At least 1,089 people died from fentanyl poisoning in 2023, up 18.4% from the year before, preliminary data shows

As many as 7 in 10 counterfeit pills tested in 2023 contained a potentially lethal dose of fentanyl, or roughly the amount that fits on the tips of a pencil, national DEA laboratory testing showed. (Photo courtesy of Rocky Mountain Field Division of the Drug Enforcement Administration)

Fentanyl-related overdose deaths hit a new high in 2023 as law enforcement seized record amounts of the synthetic opioid, official data shows.

At least 1,089 people died from fentanyl poisoning last year, up 18.4% from 920 the year before, according to preliminary data released by the Colorado Department of Public Health and Environment.

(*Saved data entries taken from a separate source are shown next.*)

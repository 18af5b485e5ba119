use super::handlers;
use super::types::{AppState, Request};
use crate::ipc::error::err;

pub fn handle_request(state: &mut AppState, req: Request) -> serde_json::Value {
    if let Some(resp) = handlers::core::try_handle(state, &req) {
        return resp;
    }
    if let Some(resp) = handlers::setup::try_handle(state, &req) {
        return resp;
    }
    if let Some(resp) = handlers::years::try_handle(state, &req) {
        return resp;
    }
    if let Some(resp) = handlers::classes::try_handle(state, &req) {
        return resp;
    }
    if let Some(resp) = handlers::students::try_handle(state, &req) {
        return resp;
    }
    if let Some(resp) = handlers::grades::try_handle(state, &req) {
        return resp;
    }
    if let Some(resp) = handlers::reports::try_handle(state, &req) {
        return resp;
    }
    if let Some(resp) = handlers::bulletins::try_handle(state, &req) {
        return resp;
    }
    if let Some(resp) = handlers::exchange::try_handle(state, &req) {
        return resp;
    }

    err(
        &req.id,
        "not_implemented",
        format!("unknown method: {}", req.method),
        None,
    )
}
use rusqlite::{params_from_iter, types::Value, Connection, OptionalExtension};
use serde::{Deserialize, Serialize};
use serde_json::json;
use std::cmp::Ordering;
use std::collections::HashMap;

use crate::db;

pub const SETTING_SCALE: &str = "grading.scale";
pub const SETTING_WEIGHT_POLICY: &str = "grading.weightPolicy";
pub const SETTING_BANDS: &str = "grading.bands";

#[derive(Debug, Clone, Serialize, Deserialize)]
#[serde(rename_all = "camelCase", default)]
pub struct GradingScale {
    pub grade_min: f64,
    pub grade_max: f64,
    pub precision: u32,
}

impl Default for GradingScale {
    fn default() -> Self {
        GradingScale {
            grade_min: 0.0,
            grade_max: 20.0,
            precision: 2,
        }
    }
}

#[derive(Debug, Clone, Copy, PartialEq, Eq)]
pub enum WeightPolicy {
    /// Each subject weighs its curriculum coefficient in the overall mean.
    SubjectCoefficient,
    /// Each subject weighs the sum of its entry coefficients instead.
    EntryCoefficients,
}

impl WeightPolicy {
    pub fn parse(raw: &str) -> Option<WeightPolicy> {
        match raw {
            "subjectCoefficient" => Some(WeightPolicy::SubjectCoefficient),
            "entryCoefficients" => Some(WeightPolicy::EntryCoefficients),
            _ => None,
        }
    }

    pub fn as_str(self) -> &'static str {
        match self {
            WeightPolicy::SubjectCoefficient => "subjectCoefficient",
            WeightPolicy::EntryCoefficients => "entryCoefficients",
        }
    }
}

#[derive(Debug, Clone, Serialize, Deserialize)]
#[serde(rename_all = "camelCase")]
pub struct GradingBand {
    pub label: String,
    pub min: f64,
}

#[derive(Debug, Clone)]
pub struct GradingConfig {
    pub scale: GradingScale,
    pub weight_policy: WeightPolicy,
    pub bands: Vec<GradingBand>,
}

impl Default for GradingConfig {
    fn default() -> Self {
        GradingConfig {
            scale: GradingScale::default(),
            weight_policy: WeightPolicy::SubjectCoefficient,
            bands: default_bands(),
        }
    }
}

pub fn default_bands() -> Vec<GradingBand> {
    let band = |label: &str, min: f64| GradingBand {
        label: label.to_string(),
        min,
    };
    vec![
        band("excellent", 16.0),
        band("very good", 14.0),
        band("good", 12.0),
        band("fair", 10.0),
        band("insufficient", 0.0),
    ]
}

impl GradingConfig {
    /// Loads the saved grading settings, falling back to the defaults for
    /// anything missing or unreadable. Saved values are validated on write,
    /// so a fallback here means an untouched or hand-edited workspace.
    pub fn load(conn: &Connection) -> GradingConfig {
        let mut cfg = GradingConfig::default();
        if let Ok(Some(raw)) = db::settings_get_json(conn, SETTING_SCALE) {
            if let Ok(scale) = serde_json::from_value::<GradingScale>(raw) {
                cfg.scale = scale;
            }
        }
        if let Ok(Some(raw)) = db::settings_get_json(conn, SETTING_WEIGHT_POLICY) {
            if let Some(policy) = raw.as_str().and_then(WeightPolicy::parse) {
                cfg.weight_policy = policy;
            }
        }
        if let Ok(Some(raw)) = db::settings_get_json(conn, SETTING_BANDS) {
            if let Ok(bands) = serde_json::from_value::<Vec<GradingBand>>(raw) {
                if !bands.is_empty() {
                    cfg.bands = bands;
                }
            }
        }
        cfg
    }
}

/// Half-up rounding at a fixed number of decimals: `floor(x * 10^p + 0.5) / 10^p`.
/// 13.125 at two decimals rounds to 13.13, never 13.12.
pub fn round_half_up(x: f64, precision: u32) -> f64 {
    let factor = 10f64.powi(precision as i32);
    ((x * factor) + 0.5).floor() / factor
}

#[derive(Debug, Clone, Serialize)]
pub struct CalcError {
    pub code: String,
    pub message: String,
    #[serde(skip_serializing_if = "Option::is_none")]
    pub details: Option<serde_json::Value>,
}

impl CalcError {
    pub fn new(code: &str, message: impl Into<String>) -> CalcError {
        CalcError {
            code: code.to_string(),
            message: message.into(),
            details: None,
        }
    }

    pub fn with_details(
        code: &str,
        message: impl Into<String>,
        details: serde_json::Value,
    ) -> CalcError {
        CalcError {
            code: code.to_string(),
            message: message.into(),
            details: Some(details),
        }
    }
}

fn db_err(e: rusqlite::Error) -> CalcError {
    CalcError::new("db_query_failed", e.to_string())
}

/// Weighted average of raw grade entries `(value, coefficient)`. Entries with
/// coefficient 0 carry no weight; `None` when nothing weighs in.
pub fn weighted_subject_average(entries: &[(f64, i64)]) -> Option<f64> {
    let mut weighted_sum = 0.0;
    let mut coefficient_total: i64 = 0;
    for &(value, coefficient) in entries {
        if coefficient <= 0 {
            continue;
        }
        weighted_sum += value * coefficient as f64;
        coefficient_total += coefficient;
    }
    if coefficient_total <= 0 {
        return None;
    }
    Some(weighted_sum / coefficient_total as f64)
}

/// Weighted mean over `(value, weight)` pairs, `None` when the total weight
/// is zero. A missing average is never treated as a zero.
pub fn weighted_mean(terms: &[(f64, f64)]) -> Option<f64> {
    let mut weighted_sum = 0.0;
    let mut weight_total = 0.0;
    for &(value, weight) in terms {
        if weight <= 0.0 {
            continue;
        }
        weighted_sum += value * weight;
        weight_total += weight;
    }
    if weight_total <= 0.0 {
        return None;
    }
    Some(weighted_sum / weight_total)
}

/// Competition ranking: rank = 1 + number of strictly greater values. Equal
/// values share a rank and the next rank is skipped, so 18, 16, 16, 14 ranks
/// as 1, 2, 2, 4.
pub fn competition_ranks(values: &[i64]) -> Vec<i64> {
    values
        .iter()
        .map(|v| 1 + values.iter().filter(|other| **other > *v).count() as i64)
        .collect()
}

A surge that started five years ago has continued, with the number of fentanyl-related deaths increasing more than 900% from the 102 recorded in 2018, data from the health department’s Center for Health and Environmental Data shows.

Denver recorded more deaths in 2023 than any other county with 321, compared with Adams (136), Arapahoe (133), Jefferson (124) and El Paso (116).

The health department anticipates releasing final data in June.

So far this year, 141 fatalities have been reported to the CDPHE, however the data is typically lagging by at least three months. Denver again leads with 37 deaths from fentanyl.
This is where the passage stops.